Dies ist ein spezieller Track für die Veröffentlichung über Northern Silence Productions. Ein eigentümliches Echo der vergangenen Wintertage. Ein Sonnenuntergang im Dämmerlicht, wenn die Sonne versinkt und die Nacht über die Welt kommt.
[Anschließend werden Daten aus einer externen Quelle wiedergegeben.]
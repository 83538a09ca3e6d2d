//! # Currency Format
//!
//! Currency reference data and display helpers for monetary amounts.
//!
//! - `table` - Static metadata per currency code (digits, native symbol)
//! - `locale` - Locale conventions and the currency formatting facility
//! - `amount` - Formatting helpers with fallbacks for unsupported codes
//!
//! # Example
//! ```
//! use currency_format::{AmountFormatter, Locale};
//!
//! let formatter = AmountFormatter::new(Locale::EN_US);
//! assert_eq!(formatter.locale_amount(1234.5, "USD"), "$1,234.50");
//! assert_eq!(formatter.locale_amount(10.0, "USDT"), "₮10.00");
//! assert_eq!(formatter.stylized_amount(0.001, "USD"), "$ +0.00 USD");
//! ```

pub mod amount;
pub mod error;
pub mod locale;
pub mod table;

pub use amount::{
    AmountFormatter, decimal_digits, is_amount_less_than_rounding_error, locale_amount,
    native_symbol, stylized_amount,
};
pub use error::FormatError;
pub use locale::{Locale, SignDisplay, SymbolPlacement};
pub use table::{CurrencyMetadata, lookup};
Du veröffentlichst öfters einzelne Tracks. Gibt es einen bestimmten Grund dafür, dass du dir dieses Material nicht einfach für ein volles Album aufsparst?
Ja, das ist eine gute Frage. Ich schreibe oft Singles, aber ich schreibe auch Songs für ein Full-Length-Album. Ich denke, dass die Entstehung eines neuen Albums manchmal viel Zeit in Anspruch nimmt, und ich möchte dem Zuhörer neue Songs und neue Gefühle vermitteln. Vielleicht mache ich es falsch. Aber ich habe damit etwas zu sagen.
Die letzte Single ist eine kleine Botschaft, eine Erinnerung an die Existenz von SPELL OF DARK. (lacht) „Eternity Somewhere There“ schrieb ich nach Erhalt eines Fotos, das mir ein russischer Reisender geschickt hatte. Er arbeitete weit weg von zu Hause, und jeden Tag entdeckte er Orte, die ich nie gekannt hatte. Nur dank seines Fotos kam ich dem Unbekannten ein wenig näher.

Dein letztes Full-Length-Album „Ashes Of Forgotten Dreams“ erschien 2015. Ist schon abzusehen, wann du wieder eine Platte in voller Länge herausbringst?
Ja, natürlich. Inzwischen habe ich die Aufnahme eines neuen Albums mit dem Titel „Wastness“ abgeschlossen, das, wie ich denke, in diesem Jahr über Wolfspell Records erscheinen wird.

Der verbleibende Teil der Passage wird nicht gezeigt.